Arcykapłan potrząsnął głową.
— Wielkie to są zamiary, panie mój — odparł — ale wykonać ich nie można... Wieże babilońskie, z powodu swojej formy, są nietrwałe i łatwo się przewracają; tymczasem nasze gmachy muszą przetrwać wieki. Świątyni Jedynemu Bogu stawiać nie można, gdyż On nie potrzebuje ani odzieży, ani jadła, ani napoju, a cały świat jest Jego mieszkaniem. Gdzież więc świątynia, któraby Go pomieściła? Gdzie kapłan, który ośmieliłby się składać Mu ofiary?...
— Ha, więc zbudujemy przybytek dla Amona Ra — wtrącił faraon.

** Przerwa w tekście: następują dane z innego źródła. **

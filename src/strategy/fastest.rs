//! Empirical fastest-of-N selection.
//!
//! The selector ranks the candidates of a single output variable purely by
//! measured cost. It cycles through the candidate list round-robin until
//! every candidate has `exploration_trials` observations, then settles on
//! the one with the lowest running cost mean, re-probing a non-selected
//! candidate every `reprobe_every`-th observation so a drifting cost
//! landscape can unseat an early winner.
//!
//! [`Tuner::fastest_of`](crate::Tuner::fastest_of) wires this strategy to an
//! implicitly declared variant-index variable; it works just as well on any
//! explicitly declared variable with a discrete candidate set.

use super::{SelectionRequest, Strategy};
use crate::value::Value;

/// Fastest-of-N candidate selector.
///
/// # Configuration
///
/// | Option | Default | Description |
/// |--------|---------|-------------|
/// | `exploration_trials` | 3 | Observations required per candidate before exploitation begins |
/// | `reprobe_every` | 20 | Re-probe a non-selected candidate every Nth observation; 0 disables |
pub struct FastestOf {
    exploration_trials: u64,
    reprobe_every: u64,
}

impl FastestOf {
    /// Creates a selector with the default exploration budget and re-probe
    /// cadence.
    #[must_use]
    pub fn new() -> Self {
        Self {
            exploration_trials: 3,
            reprobe_every: 20,
        }
    }

    /// Observations required per candidate before exploitation begins.
    #[must_use]
    pub fn exploration_trials(mut self, trials: u64) -> Self {
        self.exploration_trials = trials.max(1);
        self
    }

    /// Re-probe a non-selected candidate every `every`-th observation once
    /// exploration is complete. `0` disables re-probing (permanent lock-in
    /// once a winner is found).
    #[must_use]
    pub fn reprobe_every(mut self, every: u64) -> Self {
        self.reprobe_every = every;
        self
    }
}

impl Default for FastestOf {
    fn default() -> Self {
        Self::new()
    }
}

impl Strategy for FastestOf {
    fn select(&self, request: &SelectionRequest<'_>) -> Vec<Value> {
        let [slot] = request.outputs else {
            // This selector ranks exactly one variable. Let the domain check
            // surface a multi-slot misuse instead of guessing.
            return request.defaults();
        };

        let candidates = slot.variable.domain().candidates();
        if candidates.is_empty() {
            // An open range narrower than its step discretizes to nothing.
            return request.defaults();
        }
        let id = slot.variable.id();

        // Per-candidate statistics. An assignment matches a candidate when
        // its value for the ranked variable equals that candidate.
        let mut counts = vec![0u64; candidates.len()];
        let mut means = vec![f64::INFINITY; candidates.len()];
        for (assignment, entry) in request.history {
            let Some((_, value)) = assignment.iter().find(|(vid, _)| *vid == id) else {
                continue;
            };
            if let Some(i) = candidates.iter().position(|c| c == value) {
                counts[i] += entry.count;
                means[i] = entry.mean;
            }
        }

        // Exploration: round-robin until every candidate has its quota.
        // Picking the least-observed under-quota candidate (lowest index on
        // ties) visits candidates in cyclic order as observations land.
        let under_quota = counts
            .iter()
            .enumerate()
            .filter(|&(_, &c)| c < self.exploration_trials)
            .min_by_key(|&(i, &c)| (c, i));
        if let Some((i, _)) = under_quota {
            return vec![candidates[i]];
        }

        // Exploitation: lowest mean wins, ties broken by lowest index.
        let mut best = 0;
        for (i, &mean) in means.iter().enumerate() {
            if mean < means[best] {
                best = i;
            }
        }

        // Periodic re-probe of the least-observed non-winner, so drift in
        // the cost landscape is eventually noticed.
        if self.reprobe_every > 0 && request.total_observations % self.reprobe_every == 0 {
            let probe = counts
                .iter()
                .enumerate()
                .filter(|&(i, _)| i != best)
                .min_by_key(|&(i, &c)| (c, i));
            if let Some((i, _)) = probe {
                trace_debug!(candidate = i, "re-probing non-selected candidate");
                return vec![candidates[i]];
            }
        }

        vec![candidates[best]]
    }
}

#[cfg(test)]
mod tests {
    use std::sync::Arc;

    use super::*;
    use crate::history::{Assignment, HistoryEntry, InstanceKey};
    use crate::strategy::OutputSlot;
    use crate::value::ValueKind;
    use crate::variable::{Category, Domain, Variable, VariableId};

    fn slot(n: i64) -> OutputSlot {
        OutputSlot {
            variable: Arc::new(Variable {
                id: VariableId(0),
                name: "variant".to_owned(),
                kind: ValueKind::Int64,
                category: Category::Categorical,
                domain: Domain::int_range(0, n - 1, 1),
            }),
            default: Value::Int(0),
        }
    }

    fn entry(variant: i64, count: u64, mean: f64) -> (Assignment, HistoryEntry) {
        (vec![(VariableId(0), Value::Int(variant))], HistoryEntry { count, mean })
    }

    fn select(strategy: &FastestOf, slots: &[OutputSlot], history: &[(Assignment, HistoryEntry)]) -> i64 {
        let total = history.iter().map(|(_, e)| e.count).sum();
        let request = SelectionRequest {
            key: InstanceKey(0),
            outputs: slots,
            history,
            total_observations: total,
        };
        strategy.select(&request)[0].as_int().unwrap()
    }

    #[test]
    fn exploration_cycles_round_robin() {
        let strategy = FastestOf::new().exploration_trials(2);
        let slots = [slot(3)];

        assert_eq!(select(&strategy, &slots, &[]), 0);
        assert_eq!(select(&strategy, &slots, &[entry(0, 1, 5.0)]), 1);
        assert_eq!(
            select(&strategy, &slots, &[entry(0, 1, 5.0), entry(1, 1, 5.0)]),
            2
        );
        // Second lap.
        assert_eq!(
            select(
                &strategy,
                &slots,
                &[entry(0, 1, 5.0), entry(1, 1, 5.0), entry(2, 1, 5.0)]
            ),
            0
        );
    }

    #[test]
    fn exploitation_picks_argmin() {
        let strategy = FastestOf::new().exploration_trials(1).reprobe_every(0);
        let slots = [slot(3)];
        let history = [entry(0, 3, 10.0), entry(1, 3, 5.0), entry(2, 3, 1.0)];
        assert_eq!(select(&strategy, &slots, &history), 2);
    }

    #[test]
    fn ties_break_to_lowest_index() {
        let strategy = FastestOf::new().exploration_trials(1).reprobe_every(0);
        let slots = [slot(3)];
        let history = [entry(0, 2, 4.0), entry(1, 2, 4.0), entry(2, 2, 9.0)];
        assert_eq!(select(&strategy, &slots, &history), 0);
    }

    #[test]
    fn reprobe_targets_least_observed_loser() {
        let strategy = FastestOf::new().exploration_trials(1).reprobe_every(10);
        let slots = [slot(3)];
        // Total is 20, divisible by the cadence, so this call re-probes.
        let history = [entry(0, 5, 4.0), entry(1, 14, 1.0), entry(2, 1, 9.0)];
        assert_eq!(select(&strategy, &slots, &history), 2);
    }

    #[test]
    fn reprobe_disabled_locks_in_winner() {
        let strategy = FastestOf::new().exploration_trials(1).reprobe_every(0);
        let slots = [slot(2)];
        let history = [entry(0, 10, 4.0), entry(1, 10, 1.0)];
        assert_eq!(select(&strategy, &slots, &history), 1);
    }
}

— Owszem, byle nie taki, jak pałac króla Assara. Gdyż jest to gmach asyryjski, a nam, Egipcjanom, nie przystoi naśladować barbarzyńców...
— Nie rozumiem cię... — przerwał nieco rozdrażniony władca.
— Wysłuchaj mnie, panie nasz — mówił Sem. — Przypatrz się ślimakom, z których każdy ma inną skorupę; jeden zwiniętą, ale płaską, drugi zwiniętą, ale podłużną, jeszcze inny — podobną do pudełka... Tak samo każdy naród buduje inne gmachy, zgodne z jego krwią i usposobieniem.
Racz także pamiętać, że gmachy egipskie są tak różne od asyryjskich, jak Fenicjanie od Asyryjczyków.